-- EXERCISE MATERIALS follows --

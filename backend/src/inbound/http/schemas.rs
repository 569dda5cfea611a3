//! OpenAPI schema definitions for domain types.
//!
//! Domain types stay framework-agnostic and do not derive `ToSchema`; the
//! wrappers here mirror their JSON shapes for the generated document.

#![expect(dead_code, reason = "Used only for OpenAPI schema generation via utoipa")]

use serde::Deserialize;
use utoipa::ToSchema;

/// OpenAPI schema for [`crate::domain::User`].
#[derive(ToSchema)]
#[schema(as = User)]
pub struct UserSchema {
    #[schema(value_type = String, format = Uuid, example = "3fa85f64-5717-4562-b3fc-2c963f66afa6")]
    id: String,
    #[schema(example = "Ada Lovelace")]
    name: String,
    #[schema(example = "ada@example.com")]
    email: String,
    #[schema(example = 36)]
    age: f64,
}

/// OpenAPI schema for [`crate::domain::UserCandidate`].
///
/// Every field is required; empty strings and `0` count as missing.
#[derive(ToSchema, Deserialize)]
#[schema(as = UserCandidate)]
pub struct UserCandidateSchema {
    #[schema(example = "Ada Lovelace")]
    name: Option<String>,
    #[schema(example = "ada@example.com")]
    email: Option<String>,
    #[schema(example = 36)]
    age: Option<f64>,
}

/// `POST /users` body: one candidate or an array of them.
#[derive(ToSchema, Deserialize)]
#[serde(untagged)]
#[schema(as = UserSubmission)]
pub enum UserSubmissionSchema {
    Batch(Vec<UserCandidateSchema>),
    Single(UserCandidateSchema),
}

/// OpenAPI schema for [`crate::domain::UserPatch`].
#[derive(ToSchema)]
#[schema(as = UserPatch)]
pub struct UserPatchSchema {
    name: Option<String>,
    email: Option<String>,
    age: Option<f64>,
}

/// OpenAPI schema for [`crate::domain::Product`].
#[derive(ToSchema)]
#[schema(as = Product)]
pub struct ProductSchema {
    #[schema(value_type = String, format = Uuid)]
    id: String,
    #[schema(example = "Desk lamp")]
    name: String,
    #[schema(example = 19.5)]
    price: f64,
    #[schema(example = "home")]
    category: String,
    #[schema(example = 3)]
    stock: f64,
}

/// OpenAPI schema for [`crate::domain::ProductCandidate`].
#[derive(ToSchema, Deserialize)]
#[schema(as = ProductCandidate)]
pub struct ProductCandidateSchema {
    name: Option<String>,
    price: Option<f64>,
    category: Option<String>,
    stock: Option<f64>,
}

/// `POST /products` body: one candidate or an array of them.
#[derive(ToSchema, Deserialize)]
#[serde(untagged)]
#[schema(as = ProductSubmission)]
pub enum ProductSubmissionSchema {
    Batch(Vec<ProductCandidateSchema>),
    Single(ProductCandidateSchema),
}

/// OpenAPI schema for [`crate::domain::ProductPatch`].
#[derive(ToSchema)]
#[schema(as = ProductPatch)]
pub struct ProductPatchSchema {
    name: Option<String>,
    price: Option<f64>,
    category: Option<String>,
    stock: Option<f64>,
}
//! PostgreSQL-backed `UserRepository` implementation using Diesel ORM.

use async_trait::async_trait;
use diesel::prelude::*;
use diesel_async::RunQueryDsl;
use uuid::Uuid;

use crate::domain::ports::{UserPersistenceError, UserRepository};
use crate::domain::{NewUser, User, UserId, UserPatch};

use super::diesel_basic_error_mapping::{map_basic_diesel_error, map_basic_pool_error};
use super::models::{NewUserRow, UserChangeset, UserRow};
use super::pool::{DbPool, PoolError};
use super::schema::users;

/// Diesel-backed implementation of the `UserRepository` port.
#[derive(Clone)]
pub struct DieselUserRepository {
    pool: DbPool,
}

impl DieselUserRepository {
    pub fn new(pool: DbPool) -> Self {
        Self { pool }
    }
}

fn map_pool_error(error: PoolError) -> UserPersistenceError {
    map_basic_pool_error(error, UserPersistenceError::connection)
}

fn map_diesel_error(error: diesel::result::Error) -> UserPersistenceError {
    map_basic_diesel_error(
        error,
        UserPersistenceError::query,
        UserPersistenceError::connection,
    )
}

#[async_trait]
impl UserRepository for DieselUserRepository {
    async fn find_by_email(&self, email: &str) -> Result<Option<User>, UserPersistenceError> {
        let mut conn = self.pool.get().await.map_err(map_pool_error)?;

        let row = users::table
            .filter(users::email.eq(email))
            .select(UserRow::as_select())
            .first(&mut conn)
            .await
            .optional()
            .map_err(map_diesel_error)?;

        Ok(row.map(User::from))
    }

    async fn insert_one(&self, user: NewUser) -> Result<User, UserPersistenceError> {
        let mut conn = self.pool.get().await.map_err(map_pool_error)?;

        let row = diesel::insert_into(users::table)
            .values(NewUserRow::new(Uuid::new_v4(), &user))
            .returning(UserRow::as_returning())
            .get_result(&mut conn)
            .await
            .map_err(map_diesel_error)?;

        Ok(row.into())
    }

    async fn insert_many(&self, batch: Vec<NewUser>) -> Result<Vec<User>, UserPersistenceError> {
        if batch.is_empty() {
            return Ok(Vec::new());
        }
        let mut conn = self.pool.get().await.map_err(map_pool_error)?;

        let rows: Vec<NewUserRow<'_>> = batch
            .iter()
            .map(|user| NewUserRow::new(Uuid::new_v4(), user))
            .collect();
        let inserted = diesel::insert_into(users::table)
            .values(&rows)
            .returning(UserRow::as_returning())
            .get_results(&mut conn)
            .await
            .map_err(map_diesel_error)?;

        Ok(inserted.into_iter().map(User::from).collect())
    }

    async fn list(&self) -> Result<Vec<User>, UserPersistenceError> {
        let mut conn = self.pool.get().await.map_err(map_pool_error)?;

        let rows = users::table
            .select(UserRow::as_select())
            .load(&mut conn)
            .await
            .map_err(map_diesel_error)?;

        Ok(rows.into_iter().map(User::from).collect())
    }

    async fn update(&self, id: &UserId, patch: &UserPatch) -> Result<(), UserPersistenceError> {
        if patch.is_empty() {
            return Ok(());
        }
        let mut conn = self.pool.get().await.map_err(map_pool_error)?;

        diesel::update(users::table.find(*id.as_uuid()))
            .set(UserChangeset::from(patch))
            .execute(&mut conn)
            .await
            .map(|_| ())
            .map_err(map_diesel_error)
    }

    async fn delete(&self, id: &UserId) -> Result<(), UserPersistenceError> {
        let mut conn = self.pool.get().await.map_err(map_pool_error)?;

        diesel::delete(users::table.find(*id.as_uuid()))
            .execute(&mut conn)
            .await
            .map(|_| ())
            .map_err(map_diesel_error)
    }
}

-- EXERCISE MATERIALS concluded --

WHAT YOU SHOULD DO: Give the count of lines containing the word "struct" in the listing, and no other text.

ANSWER FOR THIS EXERCISE: 7